[Data excerpts]
//! Audit entry data structures
//!
//! Ledger events are immutable, so the log records creations and expenses
//! turned away by the balance check.

use chrono::{DateTime, Utc};
use serde::{Deserialize, Serialize};

/// Types of operations that can be audited
#[derive(Debug, Clone, Copy, PartialEq, Eq, Serialize, Deserialize)]
#[serde(rename_all = "lowercase")]
pub enum Operation {
    /// Record was accepted and stored
    Create,
    /// Record was refused before being stored
    Reject,
}

impl std::fmt::Display for Operation {
    fn fmt(&self, f: &mut std::fmt::Formatter<'_>) -> std::fmt::Result {
        match self {
            Operation::Create => write!(f, "CREATE"),
            Operation::Reject => write!(f, "REJECT"),
        }
    }
}

/// Types of entities that can be audited
#[derive(Debug, Clone, Copy, PartialEq, Eq, Serialize, Deserialize)]
#[serde(rename_all = "lowercase")]
pub enum EntityType {
    Income,
    Expense,
    Transfer,
}

impl std::fmt::Display for EntityType {
    fn fmt(&self, f: &mut std::fmt::Formatter<'_>) -> std::fmt::Result {
        match self {
            EntityType::Income => write!(f, "Income"),
            EntityType::Expense => write!(f, "Expense"),
            EntityType::Transfer => write!(f, "Transfer"),
        }
    }
}

/// A single audit log entry
#[derive(Debug, Clone, Serialize, Deserialize)]
pub struct AuditEntry {
    /// When the operation occurred (UTC)
    pub timestamp: DateTime<Utc>,

    pub operation: Operation,

    pub entity_type: EntityType,

    pub entity_id: String,

    /// Short description, e.g. "Bank 300.00 Groceries"
    #[serde(skip_serializing_if = "Option::is_none")]
    pub entity_name: Option<String>,

    /// JSON snapshot of the record
    #[serde(skip_serializing_if = "Option::is_none")]
    pub record: Option<serde_json::Value>,

    /// Why the record was rejected
    #[serde(skip_serializing_if = "Option::is_none")]
    pub reason: Option<String>,
}

impl AuditEntry {
    /// Create a new audit entry for a create operation
    pub fn create<T: Serialize>(
        entity_type: EntityType,
        entity_id: impl Into<String>,
        entity_name: Option<String>,
        entity: &T,
    ) -> Self {
        Self {
            timestamp: Utc::now(),
            operation: Operation::Create,
            entity_type,
            entity_id: entity_id.into(),
            entity_name,
            record: serde_json::to_value(entity).ok(),
            reason: None,
        }
    }

    /// Create a new audit entry for a refused record
    pub fn reject<T: Serialize>(
        entity_type: EntityType,
        entity_id: impl Into<String>,
        entity_name: Option<String>,
        entity: &T,
        reason: impl Into<String>,
    ) -> Self {
        Self {
            timestamp: Utc::now(),
            operation: Operation::Reject,
            entity_type,
            entity_id: entity_id.into(),
            entity_name,
            record: serde_json::to_value(entity).ok(),
            reason: Some(reason.into()),
        }
    }

    /// Format the entry for human-readable output
    pub fn format_human_readable(&self) -> String {
        let mut output = format!(
            "[{}] {} {} {}",
            self.timestamp.format("%Y-%m-%d %H:%M:%S UTC"),
            self.operation,
            self.entity_type,
            self.entity_id
        );

        if let Some(name) = &self.entity_name {
            output.push_str(&format!(" ({})", name));
        }

        if let Some(reason) = &self.reason {
            output.push_str(&format!("\n  Reason: {}", reason));
        }

        output
    }
}
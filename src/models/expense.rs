//! Expense event model

use chrono::{DateTime, NaiveDate, Utc};
use serde::{Deserialize, Serialize};

use super::account::{Account, PaymentMethod};
use super::category::ExpenseCategory;
use super::ids::ExpenseId;
use super::money::Money;
use super::record::{optional_text, require_positive, RecordError};

/// Money spent from an account in one category
#[derive(Debug, Clone, PartialEq, Eq, Serialize, Deserialize)]
pub struct ExpenseEvent {
    id: ExpenseId,
    account: Account,
    amount: Money,
    date: NaiveDate,
    category: ExpenseCategory,
    #[serde(default, skip_serializing_if = "Option::is_none")]
    description: Option<String>,
    #[serde(default)]
    payment_method: PaymentMethod,
    created_at: DateTime<Utc>,
}

impl ExpenseEvent {
    pub fn new(
        account: Account,
        amount: Money,
        date: NaiveDate,
        category: ExpenseCategory,
        description: Option<String>,
        payment_method: PaymentMethod,
    ) -> Result<Self, RecordError> {
        let event = Self {
            id: ExpenseId::new(),
            account,
            amount,
            date,
            category,
            description: optional_text(description),
            payment_method,
            created_at: Utc::now(),
        };
        event.validate()?;
        Ok(event)
    }

    pub fn validate(&self) -> Result<(), RecordError> {
        require_positive(self.amount)
    }

    pub fn id(&self) -> ExpenseId {
        self.id
    }

    pub fn account(&self) -> &Account {
        &self.account
    }

    pub fn amount(&self) -> Money {
        self.amount
    }

    pub fn date(&self) -> NaiveDate {
        self.date
    }

    pub fn category(&self) -> &ExpenseCategory {
        &self.category
    }

    pub fn description(&self) -> Option<&str> {
        self.description.as_deref()
    }

    pub fn payment_method(&self) -> PaymentMethod {
        self.payment_method
    }

    pub fn created_at(&self) -> DateTime<Utc> {
        self.created_at
    }
}
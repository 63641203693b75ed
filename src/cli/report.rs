//! CLI commands for reports
//!
//! Period summary and spending breakdown, printed as text or CSV.

use chrono::NaiveDate;
use clap::ValueEnum;
use std::io;

use crate::config::settings::Settings;
use crate::error::LedgerResult;
use crate::reports::{SpendingReport, SummaryReport};
use crate::services::{LedgerService, PeriodService};
use crate::storage::Storage;

/// Report output format
#[derive(Debug, Clone, Copy, PartialEq, Eq, Default, ValueEnum)]
pub enum OutputFormat {
    /// Human-readable terminal output
    #[default]
    Text,
    /// CSV on stdout
    Csv,
}

/// Handle the summary command
pub fn handle_summary_command(
    storage: &Storage,
    settings: &Settings,
    today: NaiveDate,
    period: Option<&str>,
    output: OutputFormat,
) -> LedgerResult<()> {
    let ledger = LedgerService::new(storage, settings, today)?;
    let period_service = PeriodService::new(settings, today);

    let period = period_service.parse_or_current(period)?;
    let report = SummaryReport::new(
        ledger.summary(period)?,
        period_service.format_period_friendly(&period),
        settings.currency_symbol.clone(),
    );

    match output {
        OutputFormat::Text => print!("{}", report.format_terminal()),
        OutputFormat::Csv => report.export_csv(io::stdout().lock())?,
    }

    Ok(())
}

/// Handle the spending command
pub fn handle_spending_command(
    storage: &Storage,
    settings: &Settings,
    today: NaiveDate,
    period: Option<&str>,
    top: Option<usize>,
    output: OutputFormat,
) -> LedgerResult<()> {
    let ledger = LedgerService::new(storage, settings, today)?;
    let period_service = PeriodService::new(settings, today);

    let period = period_service.parse_or_current(period)?;
    let mut report = SpendingReport::generate(&ledger.summary(period)?, settings);
    if let Some(top) = top {
        report.categories.truncate(top);
    }

    match output {
        OutputFormat::Text => print!("{}", report.format_terminal()),
        OutputFormat::Csv => report.export_csv(io::stdout().lock())?,
    }

    Ok(())
}
//! Service layer for pocket-ledger
//!
//! Business logic on top of the storage layer: resolving names against the
//! catalog, running the balance check and building reports and requests from
//! engine summaries.

pub mod insights;
pub mod ledger;
pub mod period;

pub use insights::{SavingsInsightsRequest, SavingsSnapshot};
pub use ledger::{ExpenseQuery, ExpenseSort, LedgerService, NewExpense, NewIncome, NewTransfer};
pub use period::PeriodService;
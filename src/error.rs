//! Custom error types for pocket-ledger
//!
//! This module defines the error hierarchy for the application using thiserror
//! for ergonomic error definitions.

use thiserror::Error;

use crate::models::{
    CatalogError, DateParseError, Money, MoneyParseError, PeriodParseError, RecordError,
};

/// The main error type for pocket-ledger operations
#[derive(Error, Debug)]
pub enum LedgerError {
    /// Configuration-related errors
    #[error("Configuration error: {0}")]
    Config(String),

    /// File I/O errors
    #[error("I/O error: {0}")]
    Io(String),

    /// JSON serialization/deserialization errors
    #[error("JSON error: {0}")]
    Json(String),

    /// Invalid user input (dates, amounts, period strings)
    #[error("Validation error: {0}")]
    Validation(String),

    /// A record that violates its construction invariants
    #[error("Invalid record: {0}")]
    InvalidRecord(String),

    /// Entity not found errors
    #[error("{entity_type} not found: {identifier}")]
    NotFound {
        entity_type: &'static str,
        identifier: String,
    },

    /// The proposed expense exceeds the account's derived balance
    #[error("Insufficient funds in account '{account}': requested {requested}, available {available}")]
    InsufficientFunds {
        account: String,
        requested: Money,
        available: Money,
    },

    /// Import errors
    #[error("Import error: {0}")]
    Import(String),

    /// Export errors
    #[error("Export error: {0}")]
    Export(String),

    /// Storage errors
    #[error("Storage error: {0}")]
    Storage(String),
}

impl LedgerError {
    /// Create a "not found" error for a ledger record looked up by id
    pub fn record_not_found(entity_type: &'static str, identifier: impl Into<String>) -> Self {
        Self::NotFound {
            entity_type,
            identifier: identifier.into(),
        }
    }

    /// Check if this is a "not found" error
    pub fn is_not_found(&self) -> bool {
        matches!(self, Self::NotFound { .. })
    }

    /// Check if this is a validation error
    pub fn is_validation(&self) -> bool {
        matches!(self, Self::Validation(_) | Self::InvalidRecord(_))
    }

    /// Check if this is an insufficient funds rejection
    pub fn is_insufficient_funds(&self) -> bool {
        matches!(self, Self::InsufficientFunds { .. })
    }
}

impl From<std::io::Error> for LedgerError {
    fn from(err: std::io::Error) -> Self {
        Self::Io(err.to_string())
    }
}

impl From<serde_json::Error> for LedgerError {
    fn from(err: serde_json::Error) -> Self {
        Self::Json(err.to_string())
    }
}

impl From<csv::Error> for LedgerError {
    fn from(err: csv::Error) -> Self {
        Self::Export(err.to_string())
    }
}

impl From<RecordError> for LedgerError {
    fn from(err: RecordError) -> Self {
        Self::InvalidRecord(err.to_string())
    }
}

impl From<CatalogError> for LedgerError {
    fn from(err: CatalogError) -> Self {
        Self::Config(err.to_string())
    }
}

impl From<MoneyParseError> for LedgerError {
    fn from(err: MoneyParseError) -> Self {
        Self::Validation(err.to_string())
    }
}

impl From<PeriodParseError> for LedgerError {
    fn from(err: PeriodParseError) -> Self {
        Self::Validation(err.to_string())
    }
}

impl From<DateParseError> for LedgerError {
    fn from(err: DateParseError) -> Self {
        Self::Validation(err.to_string())
    }
}

/// Result type alias for pocket-ledger operations
pub type LedgerResult<T> = Result<T, LedgerError>;
/// dirscope core: scanning, filtering, and the disk-usage data model.
///
/// This crate contains all business logic with no UI dependencies, so the
/// same scanner and tree can back a CLI, a TUI, or a GUI.
///
/// # Modules
///
/// - [`model`]: Arena-allocated file tree, size formatting, on-disk mutations.
/// - [`scanner`]: Parallel recursive scanning with progress reporting.
/// - [`ignore`]: Name-based ignore rules loaded from rule files.
/// - [`search`]: Name search that prunes a tree to its matching files.
/// - [`output`]: Text, JSON and CSV rendering plus per-node details.
/// - [`session`]: Original/view tree pair with marks and mutations.
/// - [`platform`]: On-disk size probes and permission bits.
pub mod error;
pub mod ignore;
pub mod model;
pub mod output;
pub mod platform;
pub mod scanner;
pub mod search;
pub mod session;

Assignment: Above are some records; copy exactly the lines from the one with "event.validate()?;" through the one with "Human-readable terminal output", both included, and no others.

Exercise result:
        event.validate()?;
        Ok(event)
    }

    pub fn validate(&self) -> Result<(), RecordError> {
        require_positive(self.amount)
    }

    pub fn id(&self) -> ExpenseId {
        self.id
    }

    pub fn account(&self) -> &Account {
        &self.account
    }

    pub fn amount(&self) -> Money {
        self.amount
    }

    pub fn date(&self) -> NaiveDate {
        self.date
    }

    pub fn category(&self) -> &ExpenseCategory {
        &self.category
    }

    pub fn description(&self) -> Option<&str> {
        self.description.as_deref()
    }

    pub fn payment_method(&self) -> PaymentMethod {
        self.payment_method
    }

    pub fn created_at(&self) -> DateTime<Utc> {
        self.created_at
    }
}
repository 63641203693b75ed
filename src/cli/report.rs
//! CLI commands for reports
//!
//! Period summary and spending breakdown, printed as text or CSV.

use chrono::NaiveDate;
use clap::ValueEnum;
use std::io;

use crate::config::settings::Settings;
use crate::error::LedgerResult;
use crate::reports::{SpendingReport, SummaryReport};
use crate::services::{LedgerService, PeriodService};
use crate::storage::Storage;

/// Report output format
#[derive(Debug, Clone, Copy, PartialEq, Eq, Default, ValueEnum)]
pub enum OutputFormat {
    /// Human-readable terminal output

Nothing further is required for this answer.